▼

use std::path::Path ;
use std::sync::Arc ;
use thiserror::Error ;
use wasmtime::{ Instance, Store };

use crate::{ Plugin, PluginManager, PluginManagerHandle, PluginMetadata };
use crate::capability::{
	MEMORY_EXPORT, START_EXPORT, STOP_EXPORT, NAME_EXPORT, DESCRIPTION_EXPORT,
	AUTHORS_EXPORT, VERSION_EXPORT, APPLICATION_VERSION_EXPORT,
};



/// Data stored in every plugin's wasmtime [`Store`].
///
/// Host functions registered on the loader's linker receive it through
/// `Caller::data`, which gives them the host context and the plugin manager
/// handle of the calling plugin.
pub struct PluginState<Ctx> {
	context: Ctx,
	plugin_manager: Option<PluginManagerHandle>,
}

impl<Ctx> PluginState<Ctx> {

	pub(crate) fn new( context: Ctx ) -> Self {
		Self { context, plugin_manager: None }
	}

	/// The host context created for this plugin.
	#[inline] pub fn context( &self ) -> &Ctx { &self.context }

	/// Mutable access to the host context created for this plugin.
	#[inline] pub fn context_mut( &mut self ) -> &mut Ctx { &mut self.context }

	/// The plugin manager, if one was set and the host still holds it.
	pub fn plugin_manager( &self ) -> Option<Arc<dyn PluginManager>> {
		self.plugin_manager.as_ref().and_then( PluginManagerHandle::upgrade )
	}

}

impl<Ctx: std::fmt::Debug> std::fmt::Debug for PluginState<Ctx> {
	fn fmt( &self, f: &mut std::fmt::Formatter<'_> ) -> std::fmt::Result {
		f.debug_struct( "PluginState" )
			.field( "context", &self.context )
			.field( "plugin_manager", &self.plugin_manager )
			.finish()
	}
}

/// Errors that can occur when calling into a loaded plugin.
#[derive( Error, Debug )]
pub enum CallError {
	/// A contract export is missing or has the wrong type.
	#[error( "Invalid Export {export}: {source}" )]
	InvalidExport { export: &'static str, #[source] source: wasmtime::Error },
	/// The plugin's memory export is missing.
	#[error( "Missing Memory" )] MissingMemory,
	/// The plugin trapped or otherwise failed while running.
	#[error( "Runtime Exception: {0}" )] RuntimeException( #[source] wasmtime::Error ),
	/// A returned string points outside of the plugin's memory.
	#[error( "String out of bounds: {len} bytes at offset {offset}" )]
	OutOfBounds { offset: usize, len: usize },
	/// A returned string is not valid UTF-8.
	#[error( "Invalid UTF-8: {0}" )] InvalidUtf8( #[from] std::string::FromUtf8Error ),
}

/// A loaded plugin: a wasm instance together with its own store.
///
/// Returned by [`PluginLoader::load`]( crate::PluginLoader::load ) and owned by
/// the host from then on. Dropping it releases the instance.
pub struct PluginInstance<Ctx: 'static> {
	qualified_name: String,
	package: Arc<Path>,
	metadata: PluginMetadata,
	store: Store<PluginState<Ctx>>,
	instance: Instance,
}

impl<Ctx: std::fmt::Debug + 'static> std::fmt::Debug for PluginInstance<Ctx> {
	fn fmt( &self, f: &mut std::fmt::Formatter<'_> ) -> std::result::Result<(), std::fmt::Error> {
		f.debug_struct( "PluginInstance" )
			.field( "qualified_name", &self.qualified_name )
			.field( "package", &self.package )
			.field( "metadata", &self.metadata )
			.field( "data", self.store.data() )
			.finish_non_exhaustive()
	}
}

impl<Ctx: 'static> PluginInstance<Ctx> {

	/// Wraps a constructed instance, reading its metadata.
	pub(crate) fn new(
		qualified_name: &str,
		package: &Path,
		mut store: Store<PluginState<Ctx>>,
		instance: Instance,
	) -> Result<Self, CallError> {
		let metadata = read_metadata( &mut store, &instance )?;
		Ok( Self {
			qualified_name: qualified_name.to_string(),
			package: package.into(),
			metadata,
			store,
			instance,
		})
	}

	/// Fully qualified name of the code unit this plugin was loaded from.
	#[inline] pub fn qualified_name( &self ) -> &str { &self.qualified_name }

	/// Path of the package this plugin was loaded from.
	#[inline] pub fn package( &self ) -> &Path { &self.package }

	/// All metadata the plugin reported at construction.
	#[inline] pub fn metadata( &self ) -> &PluginMetadata { &self.metadata }

	/// The host context of this plugin's store.
	#[inline] pub fn context( &self ) -> &Ctx { self.store.data().context() }

	/// Mutable access to the host context of this plugin's store.
	#[inline] pub fn context_mut( &mut self ) -> &mut Ctx { self.store.data_mut().context_mut() }

	fn call_status( &mut self, export: &'static str ) -> Result<bool, CallError> {
		let func = self.instance
			.get_typed_func::<(), i32>( &mut self.store, export )
			.map_err(| source | CallError::InvalidExport { export, source })?;
		let status = func.call( &mut self.store, () ).map_err( CallError::RuntimeException )?;
		Ok( status != 0 )
	}

}

impl<Ctx: 'static> Plugin for PluginInstance<Ctx> {

	fn start( &mut self ) -> Result<bool, CallError> { self.call_status( START_EXPORT )}

	fn stop( &mut self ) -> Result<bool, CallError> { self.call_status( STOP_EXPORT )}

	fn plugin_manager( &self ) -> Option<Arc<dyn PluginManager>> {
		self.store.data().plugin_manager()
	}

	fn set_plugin_manager( &mut self, manager: &Arc<dyn PluginManager> ) {
		self.store.data_mut().plugin_manager = Some( PluginManagerHandle::new( manager ));
	}

	#[inline] fn name( &self ) -> &str { &self.metadata.name }
	#[inline] fn description( &self ) -> &str { &self.metadata.description }
	#[inline] fn authors( &self ) -> &[String] { &self.metadata.authors }
	#[inline] fn version( &self ) -> &str { &self.metadata.version }
	#[inline] fn application_version( &self ) -> &str { &self.metadata.application_version }

}

fn read_metadata<Ctx: 'static>(
	store: &mut Store<PluginState<Ctx>>,
	instance: &Instance,
) -> Result<PluginMetadata, CallError> {
	Ok( PluginMetadata {
		name: read_string( store, instance, NAME_EXPORT )?,
		description: read_string( store, instance, DESCRIPTION_EXPORT )?,
		authors: read_string( store, instance, AUTHORS_EXPORT )?
			.lines()
			.map( str::trim )
			.filter(| author | !author.is_empty() )
			.map( String::from )
			.collect(),
		version: read_string( store, instance, VERSION_EXPORT )?,
		application_version: read_string( store, instance, APPLICATION_VERSION_EXPORT )?,
	})
}

/// Calls a `() -> i64` export and reads the packed `( offset << 32 ) | length`
/// string it returns from the plugin's memory.
fn read_string<T: 'static>(
	store: &mut Store<T>,
	instance: &Instance,
	export: &'static str,
) -> Result<String, CallError> {

	let func = instance
		.get_typed_func::<(), i64>( &mut *store, export )
		.map_err(| source | CallError::InvalidExport { export, source })?;
	let packed = func.call( &mut *store, () ).map_err( CallError::RuntimeException )?;

	#[allow( clippy::cast_sign_loss )]
	let packed = packed as u64 ;
	let offset = usize::try_from( packed >> 32 ).map_err(|_| CallError::OutOfBounds { offset: usize::MAX, len: 0 })?;
	let len = usize::try_from( packed & 0xFFFF_FFFF ).map_err(|_| CallError::OutOfBounds { offset, len: usize::MAX })?;

	let memory = instance.get_memory( &mut *store, MEMORY_EXPORT ).ok_or( CallError::MissingMemory )?;
	let bytes = offset.checked_add( len )
		.and_then(| end | memory.data( &*store ).get( offset..end ))
		.ok_or( CallError::OutOfBounds { offset, len })?;

	Ok( String::from_utf8( bytes.to_vec() )? )

}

▲

## [Exercise aim]
Retype the records above from the very first line down to the line with "and the plugin manager", keeping both of those lines. Include nothing beyond them.

## [Solution to this exercise]
use std::path::Path ;
use std::sync::Arc ;
use thiserror::Error ;
use wasmtime::{ Instance, Store };

use crate::{ Plugin, PluginManager, PluginManagerHandle, PluginMetadata };
use crate::capability::{
	MEMORY_EXPORT, START_EXPORT, STOP_EXPORT, NAME_EXPORT, DESCRIPTION_EXPORT,
	AUTHORS_EXPORT, VERSION_EXPORT, APPLICATION_VERSION_EXPORT,
};



/// Data stored in every plugin's wasmtime [`Store`].
///
/// Host functions registered on the loader's linker receive it through
/// `Caller::data`, which gives them the host context and the plugin manager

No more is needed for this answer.